Problem:
After locating the line that contains "filename src/handlers/command.rs" in the records below, write out exactly that line and each line after it through the one that contains "anything you like.", and nothing else.

(Supplied data begins)

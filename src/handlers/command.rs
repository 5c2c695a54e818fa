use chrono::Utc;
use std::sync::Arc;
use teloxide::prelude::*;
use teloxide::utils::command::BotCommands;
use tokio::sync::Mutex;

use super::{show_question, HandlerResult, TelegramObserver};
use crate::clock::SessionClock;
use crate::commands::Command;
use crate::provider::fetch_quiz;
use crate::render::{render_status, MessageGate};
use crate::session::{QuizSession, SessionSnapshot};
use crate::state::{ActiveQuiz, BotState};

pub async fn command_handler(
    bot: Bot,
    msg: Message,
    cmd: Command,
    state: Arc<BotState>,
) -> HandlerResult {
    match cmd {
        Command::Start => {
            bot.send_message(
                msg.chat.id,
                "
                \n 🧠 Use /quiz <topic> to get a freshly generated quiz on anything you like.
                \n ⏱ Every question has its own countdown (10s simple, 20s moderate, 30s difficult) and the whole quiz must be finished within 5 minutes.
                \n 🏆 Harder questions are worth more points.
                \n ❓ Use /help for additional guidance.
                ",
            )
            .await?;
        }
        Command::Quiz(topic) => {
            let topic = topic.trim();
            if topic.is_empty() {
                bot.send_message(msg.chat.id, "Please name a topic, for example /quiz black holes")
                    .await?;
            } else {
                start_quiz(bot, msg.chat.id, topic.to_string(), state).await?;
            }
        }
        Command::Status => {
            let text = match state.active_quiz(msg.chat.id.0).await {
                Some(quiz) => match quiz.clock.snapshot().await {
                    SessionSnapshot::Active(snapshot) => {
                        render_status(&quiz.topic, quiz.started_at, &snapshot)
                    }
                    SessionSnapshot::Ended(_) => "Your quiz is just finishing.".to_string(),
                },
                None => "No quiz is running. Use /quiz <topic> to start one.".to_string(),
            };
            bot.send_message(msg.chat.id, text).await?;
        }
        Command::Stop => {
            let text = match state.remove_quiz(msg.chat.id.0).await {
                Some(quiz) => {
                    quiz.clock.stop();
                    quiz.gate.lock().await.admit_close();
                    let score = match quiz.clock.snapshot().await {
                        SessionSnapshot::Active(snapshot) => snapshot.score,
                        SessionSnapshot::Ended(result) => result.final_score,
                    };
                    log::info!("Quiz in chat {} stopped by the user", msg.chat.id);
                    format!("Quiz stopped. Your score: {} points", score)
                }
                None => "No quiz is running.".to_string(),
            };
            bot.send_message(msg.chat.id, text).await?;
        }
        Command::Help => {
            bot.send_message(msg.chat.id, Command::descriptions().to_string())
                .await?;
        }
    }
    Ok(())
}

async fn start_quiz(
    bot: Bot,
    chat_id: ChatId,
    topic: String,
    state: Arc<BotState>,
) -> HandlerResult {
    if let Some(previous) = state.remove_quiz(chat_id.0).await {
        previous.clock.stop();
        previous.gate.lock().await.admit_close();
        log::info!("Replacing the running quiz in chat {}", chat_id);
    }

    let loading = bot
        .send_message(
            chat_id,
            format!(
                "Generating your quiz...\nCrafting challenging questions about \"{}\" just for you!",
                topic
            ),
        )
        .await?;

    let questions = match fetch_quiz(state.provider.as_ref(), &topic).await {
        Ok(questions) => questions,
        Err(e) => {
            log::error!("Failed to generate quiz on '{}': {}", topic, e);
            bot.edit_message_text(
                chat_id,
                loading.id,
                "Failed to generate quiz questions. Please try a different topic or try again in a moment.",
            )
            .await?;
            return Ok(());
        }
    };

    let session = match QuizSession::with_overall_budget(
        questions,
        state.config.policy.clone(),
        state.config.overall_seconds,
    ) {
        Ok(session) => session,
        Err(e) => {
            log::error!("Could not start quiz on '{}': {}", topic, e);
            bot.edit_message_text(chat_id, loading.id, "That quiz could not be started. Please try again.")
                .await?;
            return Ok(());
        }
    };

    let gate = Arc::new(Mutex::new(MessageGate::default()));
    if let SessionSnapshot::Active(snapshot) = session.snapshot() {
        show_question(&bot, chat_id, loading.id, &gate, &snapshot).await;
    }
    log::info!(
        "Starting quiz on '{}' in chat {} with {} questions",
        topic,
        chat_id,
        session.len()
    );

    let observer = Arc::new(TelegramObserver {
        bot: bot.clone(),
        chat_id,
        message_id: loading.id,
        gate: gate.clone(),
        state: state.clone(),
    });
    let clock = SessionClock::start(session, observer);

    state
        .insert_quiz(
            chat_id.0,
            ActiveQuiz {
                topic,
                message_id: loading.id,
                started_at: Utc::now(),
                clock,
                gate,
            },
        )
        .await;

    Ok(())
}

(Supplied data ends)
(Supplied data begins)

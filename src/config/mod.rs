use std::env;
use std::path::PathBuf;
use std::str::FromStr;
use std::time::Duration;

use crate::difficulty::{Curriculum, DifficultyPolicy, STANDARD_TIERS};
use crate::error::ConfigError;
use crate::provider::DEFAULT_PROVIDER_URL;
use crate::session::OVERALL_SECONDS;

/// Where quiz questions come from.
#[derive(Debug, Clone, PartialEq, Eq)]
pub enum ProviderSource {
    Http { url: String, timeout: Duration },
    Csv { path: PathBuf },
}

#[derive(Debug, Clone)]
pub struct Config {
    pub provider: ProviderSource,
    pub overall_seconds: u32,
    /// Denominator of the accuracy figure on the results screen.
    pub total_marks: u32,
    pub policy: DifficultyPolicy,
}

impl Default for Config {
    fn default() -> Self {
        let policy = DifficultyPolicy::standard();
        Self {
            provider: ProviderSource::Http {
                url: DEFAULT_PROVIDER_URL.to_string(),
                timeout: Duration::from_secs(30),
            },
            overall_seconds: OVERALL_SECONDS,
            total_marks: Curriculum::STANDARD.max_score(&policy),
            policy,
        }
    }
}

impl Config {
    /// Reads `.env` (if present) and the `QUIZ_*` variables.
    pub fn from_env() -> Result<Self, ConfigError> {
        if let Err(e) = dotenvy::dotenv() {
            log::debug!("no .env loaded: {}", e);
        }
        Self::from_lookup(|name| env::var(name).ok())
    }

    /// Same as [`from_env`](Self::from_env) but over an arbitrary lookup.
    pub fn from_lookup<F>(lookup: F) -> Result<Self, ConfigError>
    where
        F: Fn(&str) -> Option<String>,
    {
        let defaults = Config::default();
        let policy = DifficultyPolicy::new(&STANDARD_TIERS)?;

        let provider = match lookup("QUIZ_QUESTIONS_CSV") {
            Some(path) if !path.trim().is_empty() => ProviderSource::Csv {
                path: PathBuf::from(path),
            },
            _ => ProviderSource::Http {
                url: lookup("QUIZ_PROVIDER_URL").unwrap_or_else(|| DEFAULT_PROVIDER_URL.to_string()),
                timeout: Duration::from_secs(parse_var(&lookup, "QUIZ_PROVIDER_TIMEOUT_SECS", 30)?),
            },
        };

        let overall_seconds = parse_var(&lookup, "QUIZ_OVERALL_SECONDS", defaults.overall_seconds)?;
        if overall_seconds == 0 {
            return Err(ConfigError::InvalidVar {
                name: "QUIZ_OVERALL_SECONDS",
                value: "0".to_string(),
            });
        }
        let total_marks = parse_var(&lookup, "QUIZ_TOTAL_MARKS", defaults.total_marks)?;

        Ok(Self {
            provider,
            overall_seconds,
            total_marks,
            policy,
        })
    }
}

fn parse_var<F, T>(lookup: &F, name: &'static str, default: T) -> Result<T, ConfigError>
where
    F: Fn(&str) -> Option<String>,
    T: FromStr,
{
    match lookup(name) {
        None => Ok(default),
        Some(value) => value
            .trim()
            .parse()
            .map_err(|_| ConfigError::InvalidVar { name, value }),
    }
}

(Supplied data ends)
(Supplied data begins)

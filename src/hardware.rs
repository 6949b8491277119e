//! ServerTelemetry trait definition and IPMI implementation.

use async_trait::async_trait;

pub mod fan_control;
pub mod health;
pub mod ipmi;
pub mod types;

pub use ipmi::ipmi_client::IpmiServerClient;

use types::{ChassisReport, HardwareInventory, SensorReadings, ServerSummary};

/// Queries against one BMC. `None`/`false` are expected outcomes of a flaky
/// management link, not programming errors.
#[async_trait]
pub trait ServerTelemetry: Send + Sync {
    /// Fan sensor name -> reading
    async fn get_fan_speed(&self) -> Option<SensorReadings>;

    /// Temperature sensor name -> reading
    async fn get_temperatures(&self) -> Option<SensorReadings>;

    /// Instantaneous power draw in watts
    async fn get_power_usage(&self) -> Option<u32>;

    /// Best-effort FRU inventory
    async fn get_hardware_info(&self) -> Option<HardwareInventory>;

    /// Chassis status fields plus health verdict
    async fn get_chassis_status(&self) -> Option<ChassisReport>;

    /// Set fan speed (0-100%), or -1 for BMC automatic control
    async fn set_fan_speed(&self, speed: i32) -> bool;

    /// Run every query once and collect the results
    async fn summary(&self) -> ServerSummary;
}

(Supplied data ends)

Response to this exercise:
filename src/handlers/command.rs
repository 5c2c695a54e818fa
use chrono::Utc;
use std::sync::Arc;
use teloxide::prelude::*;
use teloxide::utils::command::BotCommands;
use tokio::sync::Mutex;

use super::{show_question, HandlerResult, TelegramObserver};
use crate::clock::SessionClock;
use crate::commands::Command;
use crate::provider::fetch_quiz;
use crate::render::{render_status, MessageGate};
use crate::session::{QuizSession, SessionSnapshot};
use crate::state::{ActiveQuiz, BotState};

pub async fn command_handler(
    bot: Bot,
    msg: Message,
    cmd: Command,
    state: Arc<BotState>,
) -> HandlerResult {
    match cmd {
        Command::Start => {
            bot.send_message(
                msg.chat.id,
                "
                \n 🧠 Use /quiz <topic> to get a freshly generated quiz on anything you like.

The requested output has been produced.